Python sockets and Winerror 10053

ings · August 9, 2023, 2:25pm

Hi,

in my desperation, I’m posting this here in the hope that someone has a solution. This problem as a history of more than a year in our department…

We have multiple python applications generating Winerror 10053 (“An established connection was aborted by the software in your host machine”). All applications use long-term (several minutes, up to 1 hour) TCP connections to servers (there are python and also C/C++ servers) and at a random point the client disconnects with above mentioned error (even when the TCP transfers are all exactly the same, the error will not occur at the exact same positions).

One application uses the rpyc protocol. Another one uses a handwritten protocol. What is interesting, is that it seems to happen only when using windows. Interestingly, even using a linux VM on a windows host (which is actually showing the issue natively) fixes the issue.

What we have tried already:

Disable virus scanner → no effect
Disable firewall → no effect
Tried different versions of rpyc, python → no effect
Run the exact same client on a linux OS (even VM) → error disappears
Port one of the handwritten protocols 1:1 to C → error seems to disappear
Tried to write a small standalone application which reproduces the issue by sending random data over the socket → failed

Searching the internet for this error gives a lot of hits but not a lot of useful information, unfortunately. Many hints seem to point to anti virus / firewall issues, and this could very well apply here since the machines are all managed by our company’s IT department.
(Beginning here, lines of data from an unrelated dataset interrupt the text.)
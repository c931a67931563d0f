use anyhow::{Context, Result};
use clap::{Parser, ValueEnum};
use display_protocol::pixel::encode_pixel;
use display_protocol::{Compositor, DisplayCapture, PhysicalMode, Rgb8};
use driver::{
    AspectRatioPolicy, DriverConfig, SurfaceDescriptor, SurfaceFlags, SurfaceMemory, VideoDriver,
};
use gpu_compositor::GpuCompositor;
use soft_compositor::SoftCompositor;
use std::path::PathBuf;

const COLOR_BARS: [Rgb8; 8] = [
    Rgb8::new(255, 255, 255),
    Rgb8::new(255, 255, 0),
    Rgb8::new(0, 255, 255),
    Rgb8::new(0, 255, 0),
    Rgb8::new(255, 0, 255),
    Rgb8::new(255, 0, 0),
    Rgb8::new(0, 0, 255),
    Rgb8::new(0, 0, 0),
];

#[derive(Parser)]
#[command(author, version, about = "Present a test pattern through the scaling video driver")]
struct Arguments {
    /// Compositor backend.
    #[arg(long, value_enum, default_value = "soft")]
    backend: Backend,
    /// Physical display size, WIDTHxHEIGHT.
    #[arg(long, value_parser = parse_physical_mode, default_value = "1920x1080")]
    physical: PhysicalMode,
    /// Logical mode, WIDTHxHEIGHTxBPP.
    #[arg(long, value_parser = parse_logical_mode, default_value = "640x480x16")]
    mode: LogicalRequest,
    /// Stretch to the whole screen instead of preserving the aspect ratio.
    #[arg(long)]
    ignore_ratio: bool,
    /// PNG file receiving the physical display capture.
    #[arg(long, short = 'o', value_parser, default_value = "fbscale.png")]
    output: PathBuf,
}

#[derive(Clone, Copy, Debug, PartialEq, ValueEnum)]
enum Backend {
    Soft,
    Gpu,
}

#[derive(Clone, Copy, Debug)]
struct LogicalRequest {
    width: u32,
    height: u32,
    bits_per_pixel: u8,
}

fn parse_dimensions(value: &str, expected: usize) -> Result<Vec<u32>, String> {
    let parts = value
        .split('x')
        .map(|part| part.trim().parse::<u32>())
        .collect::<Result<Vec<_>, _>>()
        .map_err(|error| format!("invalid number in {value:?}: {error}"))?;
    if parts.len() != expected {
        return Err(format!(
            "expected {expected} values separated by 'x', got {value:?}"
        ));
    }
    Ok(parts)
}

fn parse_physical_mode(value: &str) -> Result<PhysicalMode, String> {
    let parts = parse_dimensions(value, 2)?;
    Ok(PhysicalMode {
        width: parts[0],
        height: parts[1],
    })
}

fn parse_logical_mode(value: &str) -> Result<LogicalRequest, String> {
    let parts = parse_dimensions(value, 3)?;
    let bits_per_pixel =
        u8::try_from(parts[2]).map_err(|_| format!("depth {} out of range", parts[2]))?;
    Ok(LogicalRequest {
        width: parts[0],
        height: parts[1],
        bits_per_pixel,
    })
}

fn main() -> Result<()> {
    let arguments = Arguments::parse();
    let mut config = DriverConfig::from_env().context("read driver environment")?;
    if arguments.ignore_ratio {
        config.aspect_ratio = AspectRatioPolicy::Ignore;
    }

    let capture = match arguments.backend {
        Backend::Soft => present_pattern(SoftCompositor::new(arguments.physical), &arguments, config)?,
        Backend::Gpu => {
            let compositor = GpuCompositor::request_headless(arguments.physical)
                .context("initialize gpu compositor")?;
            present_pattern(compositor, &arguments, config)?
        }
    };

    let image = image::RgbaImage::from_raw(capture.width, capture.height, capture.rgba)
        .context("capture size does not match its pixel data")?;
    image
        .save_with_format(&arguments.output, image::ImageFormat::Png)
        .with_context(|| format!("write capture {}", arguments.output.display()))?;
    println!(
        "wrote {}x{} capture to {}",
        capture.width,
        capture.height,
        arguments.output.display()
    );
    Ok(())
}

fn present_pattern<C: Compositor>(
    compositor: C,
    arguments: &Arguments,
    config: DriverConfig,
) -> Result<DisplayCapture> {
    let request = arguments.mode;
    let mut driver = VideoDriver::open(compositor, config).context("open video driver")?;
    let screen = driver
        .set_video_mode(
            request.width,
            request.height,
            request.bits_per_pixel,
            SurfaceFlags::HWPALETTE,
        )
        .with_context(|| {
            format!(
                "set video mode {}x{}x{}",
                request.width, request.height, request.bits_per_pixel
            )
        })?;
    if screen.format.is_indexed() {
        driver
            .set_colors(0, &COLOR_BARS)
            .context("load color bar palette")?;
    }

    let surface = driver.surface().context("mode set left no surface")?;
    draw_color_bars(&mut surface.lock(), &screen);
    driver.update_rects(&[]).context("present frame")?;

    let capture = driver
        .compositor_mut()
        .capture_display()
        .context("capture display")?;
    driver.quit().context("shut down video driver")?;
    Ok(capture)
}

/// Vertical color bars with a one pixel white border.
fn draw_color_bars(memory: &mut SurfaceMemory, screen: &SurfaceDescriptor) {
    let format = screen.format;
    let bytes_per_pixel = format.bytes_per_pixel();
    let width = screen.width as usize;
    let height = screen.height as usize;
    let pixels = memory.primary_pixels_mut();

    for y in 0..height {
        let row = &mut pixels[y * screen.pitch..][..format.row_bytes(screen.width)];
        for x in 0..width {
            let border = x == 0 || y == 0 || x + 1 == width || y + 1 == height;
            let bar = if border {
                0
            } else {
                x * COLOR_BARS.len() / width
            };
            let texel = &mut row[x * bytes_per_pixel..][..bytes_per_pixel];
            if format.is_indexed() {
                texel[0] = bar as u8;
            } else {
                encode_pixel(format, COLOR_BARS[bar], texel);
            }
        }
    }
}
use super::super::node::{Entry, Node};
use super::super::rectangle::Rectangle;
use super::super::rtree::RTree;

/// 搜索操作相关算法
impl<T> RTree<T> {
    /// 搜索与查询矩形相交的所有条目（边界接触也算相交）
    ///
    /// `visit` 返回 false 时立即停止搜索
    pub fn search<F>(&self, rect: &Rectangle, mut visit: F)
    where
        F: FnMut(&Rectangle, &T) -> bool,
    {
        if let Some(root) = self.root_ref() {
            // 根节点本身不相交时整棵树都可以跳过
            if root.mbr.intersects(rect) {
                root.search(rect, &mut visit);
            }
        }
    }

    /// 按任意顺序遍历所有条目
    ///
    /// `visit` 返回 false 时立即停止遍历
    pub fn scan<F>(&self, mut visit: F)
    where
        F: FnMut(&Rectangle, &T) -> bool,
    {
        if let Some(root) = self.root_ref() {
            root.scan(&mut visit);
        }
    }
}

impl<T> Node<T> {
    /// 递归搜索 - 只进入MBR与查询矩形相交的子树
    ///
    /// 返回 false 表示调用方要求停止
    fn search<F>(&self, rect: &Rectangle, visit: &mut F) -> bool
    where
        F: FnMut(&Rectangle, &T) -> bool,
    {
        for entry in &self.entries {
            if !entry.mbr().intersects(rect) {
                continue;
            }
            let keep_going = match entry {
                Entry::Data { mbr, data } => visit(mbr, data),
                Entry::Node { node } => node.search(rect, visit),
            };
            if !keep_going {
                return false;
            }
        }
        true
    }

    fn scan<F>(&self, visit: &mut F) -> bool
    where
        F: FnMut(&Rectangle, &T) -> bool,
    {
        for entry in &self.entries {
            let keep_going = match entry {
                Entry::Data { mbr, data } => visit(mbr, data),
                Entry::Node { node } => node.scan(visit),
            };
            if !keep_going {
                return false;
            }
        }
        true
    }
}
// R-tree算法模块
//
// 按功能分解为不同的子模块：
// - search: 范围搜索与全量遍历
// - insert: 插入与子树选择
// - split: 节点分裂
// - delete: 删除、下溢重插与根节点收缩

pub mod delete;
pub mod insert;
pub mod search;
pub mod split;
I have no idea how to go forward except trying to port all protocols to C/C++, but obviously this seems to be a huge effort and I don’t have any explanation why the using sockets in python should be more unreliable than using sockets in C/C++…

Maybe anyone out there has some more hints for? Thanks in advance

Rosuav · August 9, 2023, 2:40pm

There’s no reason that doing the same thing in Python or C would have any difference here. However, there are a LOT of ways that you might end up doing something slightly different. The default settings for the sockets might not be the same, buffer sizes could easily vary, etc, etc. So I would be inclined to stick to Python, at least for the time being.

It is somewhat interesting that running in a Linux VM changes matters, but a VM and a host system most commonly work using NAT, so the host system is simply carrying packets, and not managing the connection. Do you have the option to try this in the Windows Subsystem for Linux (WSL)? That would be enlightening.

And this note I find particularly curious:

What do you mean by “failed”? You were unable to get the error? If so, this seems to me like a great avenue of exploration. Try to take your failing app and cut pieces out of it. Does it still fail the same way? Great (in a manner of speaking, of course) - keep cutting pieces out. Does it no longer fail? Then the part you removed might be significant.

ings · August 9, 2023, 4:08pm

Hi Chris, thanks for responding.

Unfortunately we can’t use WSL here.

Yes indeed, I was not able to find a simple example which reproduces the issue. And unfortunately, starting from the large application and making that simpler is a highly non-trivial task. I might try that at some time…

I still hope somebody reading this says “hey, I had the same problem and fixed it with simply doing xyz.” …

Rosuav · August 9, 2023, 7:41pm

Oh well, was worth a shot.

Good luck. Unless someone does just happen to recognize the problem off-hand, this is going to be the only way - tedious, but effective.

elis.byberi · August 9, 2023, 8:24pm

Here are some possibilities:

The client attempts to access an open file.
The client has a silent bug in Windows.

Rosuav · August 9, 2023, 8:32pm

Why would client errors result in socket errors? Can you elaborate on that please?

elis.byberi · August 9, 2023, 8:46pm

Perhaps an old CPython bug, or forcibly closing the connection within a silent except clause.

ings · August 11, 2023, 12:32pm

I have found some more insights.

The error happens inside a PySide6 GUI application. In this application, we have a pyqtgraph 3D display. When I hide this window (which results in not updating any OpenGL primitives), the error disappears, even if I try to stress the GUI otherwise.
The error also disappears with the C implementation, regardless of whether the 3D view is open or not.
Because (2) did not show any error, I have re-ported the C implementation to python (because there were some slight interface adaptions due to ctypes usage). Interestingly, this version doesn’t show the error either. I have logged the socket calls and I can’t see any differences between the two python versions (except for the fact that some recv_into’s in the running version are split compared with the failing version), the error happens in a recv_into call. It seems that it’s just a different timing between the two versions.

komoto48g · August 11, 2023, 2:21pm

Hi, I have the same problem and am still struggling…

In my use case, One thread gets CCD live images from the REST server and displays them using cv2.imshow. Another thread reads the image, does image processing using cv2 and numpy, and sends commands with the socket to the same host.

The problem occurs in random timing but is quite reproducible. It crashes silently with the message [WinError 10053], sometimes catches the exception [WinError 10057] and the connection is lost.

Both host and client are Windows 10 PC. I have not figured it out, but I’m guessing it’s due to thread-unsafe synchronization.